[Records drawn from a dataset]

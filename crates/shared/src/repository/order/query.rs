use crate::{
    abstract_trait::OrderQueryRepositoryTrait,
    config::ConnectionPool,
    errors::RepositoryError,
    model::{OrderItemRecord, OrderRecord},
};
use async_trait::async_trait;
use tracing::{error, info};
use uuid::Uuid;

#[derive(Clone)]
pub struct OrderQueryRepository {
    db: ConnectionPool,
}

impl OrderQueryRepository {
    pub fn new(db: ConnectionPool) -> Self {
        Self { db }
    }
}

#[async_trait]
impl OrderQueryRepositoryTrait for OrderQueryRepository {
    async fn find_all(&self) -> Result<Vec<OrderRecord>, RepositoryError> {
        info!("🔍 Fetching all orders");

        let mut conn = self.db.acquire().await.map_err(|e| {
            error!("❌ Failed to acquire DB connection: {:?}", e);
            RepositoryError::from(e)
        })?;

        let orders = sqlx::query_as::<_, OrderRecord>(
            r#"
            SELECT
                o.id,
                o.customer_id,
                o.status::text              AS status,
                o.subtotal::float8          AS subtotal,
                o.discount_amount::float8   AS discount_amount,
                o.total::float8             AS total,
                o.delivery_address,
                o.notes,
                o.created_at,
                o.updated_at,
                c.id                        AS customer_ref,
                c.name                      AS customer_name,
                c.email                     AS customer_email,
                c.phone                     AS customer_phone
            FROM orders o
            LEFT JOIN customers c ON c.id = o.customer_id
            ORDER BY o.created_at DESC
            "#,
        )
        .fetch_all(&mut *conn)
        .await
        .map_err(|e| {
            error!("❌ Failed to fetch orders: {:?}", e);
            RepositoryError::from(e)
        })?;

        info!("✅ Fetched {} orders", orders.len());
        Ok(orders)
    }

    async fn find_items_by_orders(
        &self,
        order_ids: &[Uuid],
    ) -> Result<Vec<OrderItemRecord>, RepositoryError> {
        info!("📦 Fetching order items for {} orders", order_ids.len());

        let mut conn = self.db.acquire().await.map_err(|e| {
            error!("❌ Failed to acquire DB connection: {:?}", e);
            RepositoryError::from(e)
        })?;

        let items = sqlx::query_as::<_, OrderItemRecord>(
            r#"
            SELECT
                oi.id,
                oi.order_id,
                oi.menu_item_id,
                oi.quantity,
                oi.unit_price::float8       AS unit_price,
                oi.total_price::float8      AS total_price,
                m.id                        AS menu_item_ref,
                m.name                      AS menu_item_name
            FROM order_items oi
            LEFT JOIN menu_items m ON m.id = oi.menu_item_id
            WHERE oi.order_id = ANY($1)
            "#,
        )
        .bind(order_ids)
        .fetch_all(&mut *conn)
        .await
        .map_err(|e| {
            error!("❌ Failed to fetch order items: {:?}", e);
            RepositoryError::from(e)
        })?;

        Ok(items)
    }
}
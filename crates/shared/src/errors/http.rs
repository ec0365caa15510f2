use crate::errors::{error::ErrorResponse, repository::RepositoryError, service::ServiceError};
use axum::{
    Json,
    http::StatusCode,
    response::{IntoResponse, Response},
};

#[derive(Debug)]
pub enum HttpError {
    BadRequest(String),
    NotFound(String),
    Internal(String),
}

impl HttpError {
    pub fn status(&self) -> StatusCode {
        match self {
            HttpError::BadRequest(_) => StatusCode::BAD_REQUEST,
            HttpError::NotFound(_) => StatusCode::NOT_FOUND,
            HttpError::Internal(_) => StatusCode::INTERNAL_SERVER_ERROR,
        }
    }

    pub fn message(&self) -> &str {
        match self {
            HttpError::BadRequest(msg) | HttpError::NotFound(msg) | HttpError::Internal(msg) => msg,
        }
    }
}

impl From<ServiceError> for HttpError {
    fn from(err: ServiceError) -> Self {
        match err {
            ServiceError::Validation(errors) => HttpError::BadRequest(errors.join("; ")),
            ServiceError::Repo(RepositoryError::NotFound) => HttpError::NotFound("Not found".into()),
            ServiceError::Repo(repo_err) => HttpError::Internal(repo_err.store_message()),
            ServiceError::Internal(msg) => HttpError::Internal(msg),
        }
    }
}

impl IntoResponse for HttpError {
    fn into_response(self) -> Response {
        let status = self.status();
        let body = Json(ErrorResponse::new(self.message()));

        (status, body).into_response()
    }
}

#[cfg(test)]
mod tests {
    use super::*;

    #[test]
    fn validation_maps_to_bad_request() {
        let err = HttpError::from(ServiceError::Validation(vec![
            "orderId and status are required".into(),
        ]));
        assert_eq!(err.status(), StatusCode::BAD_REQUEST);
        assert_eq!(err.message(), "orderId and status are required");
    }

    #[test]
    fn store_failure_surfaces_store_message() {
        let err = HttpError::from(ServiceError::Repo(RepositoryError::Custom(
            "permission denied for table orders".into(),
        )));
        assert_eq!(err.status(), StatusCode::INTERNAL_SERVER_ERROR);
        assert_eq!(err.message(), "permission denied for table orders");
    }
}
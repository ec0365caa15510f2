use crate::{dashboard::DashboardQuery, state::AppState};
use askama::Template;
use axum::{
    Form, Router,
    extract::{Path, Query, State},
    http::StatusCode,
    response::{Html, IntoResponse, Redirect, Response},
    routing::{get, post},
};
use serde::Deserialize;
use std::sync::Arc;
use tracing::{error, warn};

const ORDERS_PAGE: &str = "/dashboard/orders";

#[derive(Debug, Deserialize)]
pub struct StatusForm {
    pub status: String,
}

fn render<T: Template>(status: StatusCode, page: T) -> Response {
    match page.render() {
        Ok(html) => (status, Html(html)).into_response(),
        Err(e) => {
            error!("❌ Failed to render page: {e}");
            (StatusCode::INTERNAL_SERVER_ERROR, "Failed to render page").into_response()
        }
    }
}

pub async fn index() -> Redirect {
    Redirect::to(ORDERS_PAGE)
}

pub async fn orders_page(
    State(state): State<Arc<AppState>>,
    Query(query): Query<DashboardQuery>,
) -> Response {
    let page = state.dashboard.render_orders(&query).await;
    render(StatusCode::OK, page)
}

pub async fn order_detail_page(
    State(state): State<Arc<AppState>>,
    Path(id): Path<String>,
) -> Response {
    match state.dashboard.render_detail(&id).await {
        Ok(page) => render(StatusCode::OK, page),
        Err(not_found) => render(StatusCode::NOT_FOUND, not_found),
    }
}

pub async fn change_status(
    State(state): State<Arc<AppState>>,
    Path(id): Path<String>,
    Form(form): Form<StatusForm>,
) -> Redirect {
    // The outcome is reported through the toast on the next render.
    if let Err(e) = state.dashboard.update_status(&id, &form.status).await {
        warn!("Status change for {id} failed: {e}");
    }
    Redirect::to(ORDERS_PAGE)
}

pub async fn refresh(State(state): State<Arc<AppState>>) -> Redirect {
    if let Err(e) = state.dashboard.load().await {
        warn!("Manual refresh failed: {e}");
    }
    Redirect::to(ORDERS_PAGE)
}

pub async fn toggle_auto_refresh(State(state): State<Arc<AppState>>) -> Redirect {
    state.dashboard.toggle_auto_refresh().await;
    Redirect::to(ORDERS_PAGE)
}

pub async fn acknowledge_new_orders(State(state): State<Arc<AppState>>) -> Redirect {
    if let Err(e) = state.dashboard.acknowledge_new_orders().await {
        warn!("Reload after acknowledging new orders failed: {e}");
    }
    Redirect::to(ORDERS_PAGE)
}

pub async fn test_sound(State(state): State<Arc<AppState>>) -> Redirect {
    state.dashboard.test_sound().await;
    Redirect::to(ORDERS_PAGE)
}

pub fn dashboard_routes(app_state: Arc<AppState>) -> Router {
    Router::new()
        .route("/", get(index))
        .route("/dashboard/orders", get(orders_page))
        .route("/dashboard/orders/{id}", get(order_detail_page))
        .route("/dashboard/orders/{id}/status", post(change_status))
        .route("/dashboard/refresh", post(refresh))
        .route("/dashboard/auto-refresh", post(toggle_auto_refresh))
        .route(
            "/dashboard/new-orders/acknowledge",
            post(acknowledge_new_orders),
        )
        .route("/dashboard/test-sound", post(test_sound))
        .with_state(app_state)
}
use crate::state::AppState;
use axum::{
    Json,
    body::Bytes,
    extract::Extension,
    http::StatusCode,
    response::IntoResponse,
    routing::get,
};
use shared::{
    abstract_trait::{DynOrderCommandService, DynOrderQueryService},
    domain::{
        requests::UpdateOrderStatusRequest,
        responses::{OrderListResponse, SuccessResponse},
    },
    errors::{ErrorResponse, HttpError},
};
use std::sync::Arc;
use tracing::error;
use utoipa_axum::router::OpenApiRouter;

pub const UPDATE_FAILED_MESSAGE: &str = "Failed to update order";

#[utoipa::path(
    get,
    path = "/api/orders",
    tag = "Order",
    responses(
        (status = 200, description = "All orders, newest first, with customer and items", body = OrderListResponse),
        (status = 500, description = "Store error", body = ErrorResponse)
    )
)]
pub async fn get_orders(
    Extension(service): Extension<DynOrderQueryService>,
) -> Result<impl IntoResponse, HttpError> {
    let data = service.find_all().await?;
    Ok((StatusCode::OK, Json(OrderListResponse { data })))
}

#[utoipa::path(
    patch,
    path = "/api/orders",
    tag = "Order",
    request_body = UpdateOrderStatusRequest,
    responses(
        (status = 200, description = "Status updated", body = SuccessResponse),
        (status = 400, description = "orderId or status missing", body = ErrorResponse),
        (status = 500, description = "Store error or unreadable body", body = ErrorResponse)
    )
)]
pub async fn update_order_status(
    Extension(service): Extension<DynOrderCommandService>,
    body: Bytes,
) -> Result<impl IntoResponse, HttpError> {
    let req: UpdateOrderStatusRequest = serde_json::from_slice(&body).map_err(|e| {
        error!("❌ Failed to parse update body: {e}");
        HttpError::Internal(UPDATE_FAILED_MESSAGE.into())
    })?;

    service.update_status(&req).await?;

    Ok((StatusCode::OK, Json(SuccessResponse { success: true })))
}

pub fn order_routes(app_state: Arc<AppState>) -> OpenApiRouter {
    OpenApiRouter::new()
        .route("/api/orders", get(get_orders).patch(update_order_status))
        .layer(Extension(app_state.di_container.order_query.clone()))
        .layer(Extension(app_state.di_container.order_command.clone()))
}
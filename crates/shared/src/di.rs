use crate::{
    abstract_trait::{DynOrderCommandService, DynOrderQueryService},
    config::ConnectionPool,
    repository::{OrderCommandRepository, OrderQueryRepository},
    service::{OrderCommandService, OrderQueryService},
};
use prometheus_client::registry::Registry;
use std::{fmt, sync::Arc};

#[derive(Clone)]
pub struct DependenciesInject {
    pub order_query: DynOrderQueryService,
    pub order_command: DynOrderCommandService,
}

impl fmt::Debug for DependenciesInject {
    fn fmt(&self, f: &mut fmt::Formatter<'_>) -> fmt::Result {
        f.debug_struct("DependenciesInject")
            .field("order_query", &"<OrderQueryService>")
            .field("order_command", &"<OrderCommandService>")
            .finish()
    }
}

impl DependenciesInject {
    pub fn new(pool: ConnectionPool, registry: &mut Registry) -> Self {
        let query_repo = Arc::new(OrderQueryRepository::new(pool.clone()));
        let command_repo = Arc::new(OrderCommandRepository::new(pool));

        let order_query: DynOrderQueryService =
            Arc::new(OrderQueryService::new(query_repo, registry));
        let order_command: DynOrderCommandService =
            Arc::new(OrderCommandService::new(command_repo, registry));

        Self {
            order_query,
            order_command,
        }
    }

    /// Wires already-built services, e.g. in-memory ones.
    pub fn from_services(
        order_query: DynOrderQueryService,
        order_command: DynOrderCommandService,
    ) -> Self {
        Self {
            order_query,
            order_command,
        }
    }
}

PROBLEM TO SOLVE >>
Go through the data and show each line that holds "OrderQueryRepositoryTrait".

OUTPUT BELOW >>
    abstract_trait::OrderQueryRepositoryTrait,
impl OrderQueryRepositoryTrait for OrderQueryRepository {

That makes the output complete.